■ TASK PROMPT ■
The lines of the records that include "missing" should all be copied.

++++++++++

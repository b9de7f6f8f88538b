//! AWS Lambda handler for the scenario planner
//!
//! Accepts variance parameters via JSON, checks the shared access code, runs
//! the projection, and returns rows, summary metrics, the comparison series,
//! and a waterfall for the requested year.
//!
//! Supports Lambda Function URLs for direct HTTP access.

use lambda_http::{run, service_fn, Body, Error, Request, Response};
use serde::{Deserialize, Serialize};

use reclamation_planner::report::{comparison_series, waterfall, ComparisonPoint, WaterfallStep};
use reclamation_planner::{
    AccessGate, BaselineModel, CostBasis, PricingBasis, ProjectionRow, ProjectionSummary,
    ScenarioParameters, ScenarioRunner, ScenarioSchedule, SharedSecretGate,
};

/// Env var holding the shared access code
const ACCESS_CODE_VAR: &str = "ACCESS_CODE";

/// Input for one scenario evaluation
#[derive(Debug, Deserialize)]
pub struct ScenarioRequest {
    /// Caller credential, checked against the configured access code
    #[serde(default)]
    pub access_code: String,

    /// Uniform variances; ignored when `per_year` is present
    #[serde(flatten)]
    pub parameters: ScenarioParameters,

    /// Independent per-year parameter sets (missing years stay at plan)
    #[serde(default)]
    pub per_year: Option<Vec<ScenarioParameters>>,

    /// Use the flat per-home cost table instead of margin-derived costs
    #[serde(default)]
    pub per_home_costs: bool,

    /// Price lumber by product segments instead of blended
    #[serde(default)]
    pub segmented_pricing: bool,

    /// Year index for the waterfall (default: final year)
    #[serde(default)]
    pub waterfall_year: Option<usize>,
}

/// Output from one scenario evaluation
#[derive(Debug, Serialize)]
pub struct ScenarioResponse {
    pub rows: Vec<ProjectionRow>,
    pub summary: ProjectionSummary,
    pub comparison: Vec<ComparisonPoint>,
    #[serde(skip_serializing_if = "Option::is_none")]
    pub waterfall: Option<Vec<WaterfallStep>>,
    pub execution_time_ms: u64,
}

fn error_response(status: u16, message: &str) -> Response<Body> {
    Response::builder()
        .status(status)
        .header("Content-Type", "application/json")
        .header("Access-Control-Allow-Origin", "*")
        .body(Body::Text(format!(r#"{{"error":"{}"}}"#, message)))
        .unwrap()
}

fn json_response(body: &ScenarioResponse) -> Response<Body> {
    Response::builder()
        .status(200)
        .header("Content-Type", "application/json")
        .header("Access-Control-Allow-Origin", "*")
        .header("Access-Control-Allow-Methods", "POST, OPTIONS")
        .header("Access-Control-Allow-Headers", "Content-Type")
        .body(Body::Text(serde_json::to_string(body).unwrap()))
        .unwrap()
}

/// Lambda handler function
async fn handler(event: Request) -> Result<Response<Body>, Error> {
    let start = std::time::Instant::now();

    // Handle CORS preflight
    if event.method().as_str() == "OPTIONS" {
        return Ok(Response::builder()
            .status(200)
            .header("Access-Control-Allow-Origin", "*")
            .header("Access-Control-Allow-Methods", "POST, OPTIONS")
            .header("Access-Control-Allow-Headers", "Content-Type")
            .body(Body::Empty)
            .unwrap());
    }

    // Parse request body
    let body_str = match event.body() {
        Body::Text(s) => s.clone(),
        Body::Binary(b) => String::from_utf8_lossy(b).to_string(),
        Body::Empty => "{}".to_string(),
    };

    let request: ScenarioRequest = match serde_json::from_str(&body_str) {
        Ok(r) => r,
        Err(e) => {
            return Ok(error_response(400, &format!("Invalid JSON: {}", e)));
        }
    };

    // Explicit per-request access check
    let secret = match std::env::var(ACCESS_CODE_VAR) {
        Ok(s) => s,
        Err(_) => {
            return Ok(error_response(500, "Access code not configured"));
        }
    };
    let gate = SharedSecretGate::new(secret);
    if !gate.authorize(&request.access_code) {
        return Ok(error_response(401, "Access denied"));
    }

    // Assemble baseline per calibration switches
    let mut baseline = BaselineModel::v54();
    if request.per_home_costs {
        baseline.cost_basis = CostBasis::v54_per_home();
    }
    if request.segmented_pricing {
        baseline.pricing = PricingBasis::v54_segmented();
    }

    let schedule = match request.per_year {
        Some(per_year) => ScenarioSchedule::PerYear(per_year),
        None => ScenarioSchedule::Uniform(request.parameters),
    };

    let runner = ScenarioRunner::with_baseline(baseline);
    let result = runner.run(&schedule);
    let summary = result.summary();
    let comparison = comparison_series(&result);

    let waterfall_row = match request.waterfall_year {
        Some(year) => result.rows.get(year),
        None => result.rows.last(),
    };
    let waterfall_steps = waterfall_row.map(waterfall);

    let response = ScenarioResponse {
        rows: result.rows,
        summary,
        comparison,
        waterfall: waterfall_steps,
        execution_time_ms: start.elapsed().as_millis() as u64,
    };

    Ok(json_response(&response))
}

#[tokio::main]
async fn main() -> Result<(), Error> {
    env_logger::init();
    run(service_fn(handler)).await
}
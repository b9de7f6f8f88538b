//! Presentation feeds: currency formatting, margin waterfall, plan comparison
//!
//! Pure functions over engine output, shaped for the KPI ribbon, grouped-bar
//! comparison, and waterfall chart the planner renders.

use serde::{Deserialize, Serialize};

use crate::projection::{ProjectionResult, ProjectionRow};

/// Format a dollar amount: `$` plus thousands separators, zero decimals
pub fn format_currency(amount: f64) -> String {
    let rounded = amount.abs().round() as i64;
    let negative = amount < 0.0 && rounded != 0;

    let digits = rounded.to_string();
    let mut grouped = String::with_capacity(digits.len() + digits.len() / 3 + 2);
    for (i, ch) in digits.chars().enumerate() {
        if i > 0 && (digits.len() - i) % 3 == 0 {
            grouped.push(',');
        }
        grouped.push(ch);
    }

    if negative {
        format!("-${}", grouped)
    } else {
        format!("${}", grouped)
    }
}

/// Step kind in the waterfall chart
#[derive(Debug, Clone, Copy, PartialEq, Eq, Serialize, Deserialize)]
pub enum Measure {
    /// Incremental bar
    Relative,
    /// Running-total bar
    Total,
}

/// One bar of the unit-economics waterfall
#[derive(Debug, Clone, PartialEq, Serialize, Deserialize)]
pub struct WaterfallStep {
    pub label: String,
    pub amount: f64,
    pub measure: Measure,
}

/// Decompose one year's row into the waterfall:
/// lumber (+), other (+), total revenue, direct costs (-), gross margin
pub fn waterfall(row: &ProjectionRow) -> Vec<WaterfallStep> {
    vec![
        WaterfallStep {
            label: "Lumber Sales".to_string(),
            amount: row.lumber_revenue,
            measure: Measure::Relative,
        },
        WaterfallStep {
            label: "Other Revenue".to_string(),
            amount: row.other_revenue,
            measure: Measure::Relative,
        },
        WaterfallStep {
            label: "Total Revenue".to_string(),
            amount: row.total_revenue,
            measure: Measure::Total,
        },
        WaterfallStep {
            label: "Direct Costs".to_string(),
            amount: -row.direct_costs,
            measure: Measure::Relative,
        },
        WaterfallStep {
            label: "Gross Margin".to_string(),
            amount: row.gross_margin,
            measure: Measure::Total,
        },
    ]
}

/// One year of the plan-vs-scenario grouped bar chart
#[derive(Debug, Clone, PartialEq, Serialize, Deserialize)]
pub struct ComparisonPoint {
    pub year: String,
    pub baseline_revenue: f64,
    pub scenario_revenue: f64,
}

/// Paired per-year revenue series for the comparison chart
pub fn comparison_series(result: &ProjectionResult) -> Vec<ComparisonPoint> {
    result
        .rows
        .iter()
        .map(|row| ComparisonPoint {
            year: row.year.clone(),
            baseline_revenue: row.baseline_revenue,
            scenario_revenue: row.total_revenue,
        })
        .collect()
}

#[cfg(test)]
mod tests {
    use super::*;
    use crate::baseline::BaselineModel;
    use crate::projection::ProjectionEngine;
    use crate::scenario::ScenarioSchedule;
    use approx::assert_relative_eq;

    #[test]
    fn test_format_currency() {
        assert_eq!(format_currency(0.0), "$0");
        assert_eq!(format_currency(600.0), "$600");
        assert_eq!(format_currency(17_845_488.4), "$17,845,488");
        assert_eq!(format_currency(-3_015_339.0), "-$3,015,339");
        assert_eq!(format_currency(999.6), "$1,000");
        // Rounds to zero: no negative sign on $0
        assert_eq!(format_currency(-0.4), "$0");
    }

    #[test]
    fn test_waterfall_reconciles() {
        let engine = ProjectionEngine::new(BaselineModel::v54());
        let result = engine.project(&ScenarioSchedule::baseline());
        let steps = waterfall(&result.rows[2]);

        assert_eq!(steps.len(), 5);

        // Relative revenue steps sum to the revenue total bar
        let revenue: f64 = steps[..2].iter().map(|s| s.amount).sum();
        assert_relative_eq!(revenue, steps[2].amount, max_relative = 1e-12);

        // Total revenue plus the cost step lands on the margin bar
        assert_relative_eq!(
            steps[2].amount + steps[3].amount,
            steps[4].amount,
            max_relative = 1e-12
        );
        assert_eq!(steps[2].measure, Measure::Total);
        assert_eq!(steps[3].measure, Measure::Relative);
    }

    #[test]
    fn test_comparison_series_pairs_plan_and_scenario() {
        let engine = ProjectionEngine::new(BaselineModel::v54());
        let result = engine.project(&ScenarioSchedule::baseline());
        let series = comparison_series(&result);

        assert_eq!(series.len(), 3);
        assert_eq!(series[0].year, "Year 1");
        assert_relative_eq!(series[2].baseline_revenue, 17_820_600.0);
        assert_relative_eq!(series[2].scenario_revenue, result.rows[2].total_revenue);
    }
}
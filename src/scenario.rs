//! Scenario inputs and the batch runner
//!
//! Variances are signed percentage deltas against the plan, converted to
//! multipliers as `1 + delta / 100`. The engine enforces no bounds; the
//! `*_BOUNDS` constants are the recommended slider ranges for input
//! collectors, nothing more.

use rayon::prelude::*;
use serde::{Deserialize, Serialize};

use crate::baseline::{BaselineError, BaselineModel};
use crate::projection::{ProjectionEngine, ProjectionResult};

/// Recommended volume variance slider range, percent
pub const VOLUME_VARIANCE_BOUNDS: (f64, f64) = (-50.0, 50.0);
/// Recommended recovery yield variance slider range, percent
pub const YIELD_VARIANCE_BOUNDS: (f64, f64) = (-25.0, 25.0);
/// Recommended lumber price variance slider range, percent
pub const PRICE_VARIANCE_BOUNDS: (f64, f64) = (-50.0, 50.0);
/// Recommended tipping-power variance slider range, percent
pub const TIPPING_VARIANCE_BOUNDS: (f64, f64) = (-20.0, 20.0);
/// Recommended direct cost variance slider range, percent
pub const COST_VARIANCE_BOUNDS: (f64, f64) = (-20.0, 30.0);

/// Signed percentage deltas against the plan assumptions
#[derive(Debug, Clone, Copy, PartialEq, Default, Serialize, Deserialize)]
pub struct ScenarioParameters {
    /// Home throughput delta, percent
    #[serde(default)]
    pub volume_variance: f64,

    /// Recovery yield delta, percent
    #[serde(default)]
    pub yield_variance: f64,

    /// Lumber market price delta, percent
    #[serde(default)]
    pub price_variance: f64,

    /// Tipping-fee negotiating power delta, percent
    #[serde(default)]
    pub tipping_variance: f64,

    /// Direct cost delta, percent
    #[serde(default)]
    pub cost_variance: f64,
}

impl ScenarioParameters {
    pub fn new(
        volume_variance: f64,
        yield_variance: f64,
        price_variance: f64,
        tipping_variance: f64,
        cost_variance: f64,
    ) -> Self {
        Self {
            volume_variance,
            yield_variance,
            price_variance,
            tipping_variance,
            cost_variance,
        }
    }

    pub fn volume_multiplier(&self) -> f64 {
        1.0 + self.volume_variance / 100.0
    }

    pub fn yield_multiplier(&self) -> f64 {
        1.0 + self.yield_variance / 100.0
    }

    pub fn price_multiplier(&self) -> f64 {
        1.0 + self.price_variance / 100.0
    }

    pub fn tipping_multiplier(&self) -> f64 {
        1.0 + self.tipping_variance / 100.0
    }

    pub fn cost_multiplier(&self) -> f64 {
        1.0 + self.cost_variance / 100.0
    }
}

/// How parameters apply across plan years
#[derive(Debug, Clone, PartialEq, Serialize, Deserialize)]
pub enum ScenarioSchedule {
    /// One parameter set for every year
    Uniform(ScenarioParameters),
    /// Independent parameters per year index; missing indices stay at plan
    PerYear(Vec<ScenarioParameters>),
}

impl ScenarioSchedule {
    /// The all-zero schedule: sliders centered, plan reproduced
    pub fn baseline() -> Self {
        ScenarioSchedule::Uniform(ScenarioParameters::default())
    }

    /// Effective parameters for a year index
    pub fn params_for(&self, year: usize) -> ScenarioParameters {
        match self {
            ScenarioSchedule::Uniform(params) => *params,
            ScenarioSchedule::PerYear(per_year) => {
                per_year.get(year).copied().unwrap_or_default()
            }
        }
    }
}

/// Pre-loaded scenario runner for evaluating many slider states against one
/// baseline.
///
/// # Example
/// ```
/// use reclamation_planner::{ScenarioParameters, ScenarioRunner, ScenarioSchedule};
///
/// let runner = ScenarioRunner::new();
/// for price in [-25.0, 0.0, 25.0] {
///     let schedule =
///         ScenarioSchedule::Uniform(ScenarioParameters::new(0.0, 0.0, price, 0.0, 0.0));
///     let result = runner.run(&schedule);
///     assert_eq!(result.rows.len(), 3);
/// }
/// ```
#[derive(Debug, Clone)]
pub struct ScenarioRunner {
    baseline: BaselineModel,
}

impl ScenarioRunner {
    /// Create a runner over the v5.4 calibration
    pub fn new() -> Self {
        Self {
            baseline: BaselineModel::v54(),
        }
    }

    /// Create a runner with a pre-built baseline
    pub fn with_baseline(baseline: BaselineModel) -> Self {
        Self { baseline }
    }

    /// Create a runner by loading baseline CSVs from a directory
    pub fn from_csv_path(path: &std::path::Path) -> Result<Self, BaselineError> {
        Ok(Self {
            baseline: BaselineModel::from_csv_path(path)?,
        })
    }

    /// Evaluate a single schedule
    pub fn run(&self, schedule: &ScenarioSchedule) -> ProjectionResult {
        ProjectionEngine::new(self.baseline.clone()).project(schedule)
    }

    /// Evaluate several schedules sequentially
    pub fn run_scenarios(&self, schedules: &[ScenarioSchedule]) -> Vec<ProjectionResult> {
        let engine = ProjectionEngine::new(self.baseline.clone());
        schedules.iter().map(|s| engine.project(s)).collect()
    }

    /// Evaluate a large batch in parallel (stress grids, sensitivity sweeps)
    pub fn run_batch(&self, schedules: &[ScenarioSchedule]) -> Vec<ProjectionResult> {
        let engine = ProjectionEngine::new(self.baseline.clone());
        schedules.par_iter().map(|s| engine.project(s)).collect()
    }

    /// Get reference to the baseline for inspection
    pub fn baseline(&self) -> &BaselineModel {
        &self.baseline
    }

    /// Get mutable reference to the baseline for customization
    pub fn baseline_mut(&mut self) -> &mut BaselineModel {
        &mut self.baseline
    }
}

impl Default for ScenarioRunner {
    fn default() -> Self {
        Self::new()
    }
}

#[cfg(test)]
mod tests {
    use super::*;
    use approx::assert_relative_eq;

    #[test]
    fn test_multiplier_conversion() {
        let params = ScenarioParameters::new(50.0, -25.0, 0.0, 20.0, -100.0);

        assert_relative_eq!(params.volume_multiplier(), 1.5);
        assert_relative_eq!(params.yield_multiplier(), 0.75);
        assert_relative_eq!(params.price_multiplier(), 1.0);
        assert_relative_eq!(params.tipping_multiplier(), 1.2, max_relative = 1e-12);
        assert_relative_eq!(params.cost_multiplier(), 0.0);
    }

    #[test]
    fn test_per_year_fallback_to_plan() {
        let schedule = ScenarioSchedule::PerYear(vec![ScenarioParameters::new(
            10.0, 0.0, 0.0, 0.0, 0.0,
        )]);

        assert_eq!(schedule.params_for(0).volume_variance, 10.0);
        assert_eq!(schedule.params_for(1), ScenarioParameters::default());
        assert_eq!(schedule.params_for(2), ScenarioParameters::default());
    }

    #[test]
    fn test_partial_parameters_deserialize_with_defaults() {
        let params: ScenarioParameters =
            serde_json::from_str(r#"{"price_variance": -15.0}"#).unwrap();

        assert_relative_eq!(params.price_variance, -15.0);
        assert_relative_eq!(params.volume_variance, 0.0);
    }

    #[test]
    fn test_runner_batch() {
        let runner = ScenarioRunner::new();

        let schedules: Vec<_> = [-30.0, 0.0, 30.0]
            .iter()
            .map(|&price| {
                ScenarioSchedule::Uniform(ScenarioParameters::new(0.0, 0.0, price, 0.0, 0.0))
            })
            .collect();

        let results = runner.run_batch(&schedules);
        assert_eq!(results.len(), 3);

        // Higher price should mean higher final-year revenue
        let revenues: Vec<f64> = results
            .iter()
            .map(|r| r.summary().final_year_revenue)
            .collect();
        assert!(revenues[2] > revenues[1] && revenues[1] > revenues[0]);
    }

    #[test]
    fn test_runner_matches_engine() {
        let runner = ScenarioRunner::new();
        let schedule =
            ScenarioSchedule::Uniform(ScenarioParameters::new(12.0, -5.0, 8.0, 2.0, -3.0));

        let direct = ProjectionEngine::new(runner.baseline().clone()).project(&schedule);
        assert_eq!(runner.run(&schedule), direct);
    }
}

++++++++++

■ PROBLEM SOLUTION ■
    /// Independent per-year parameter sets (missing years stay at plan)
    /// Independent parameters per year index; missing indices stay at plan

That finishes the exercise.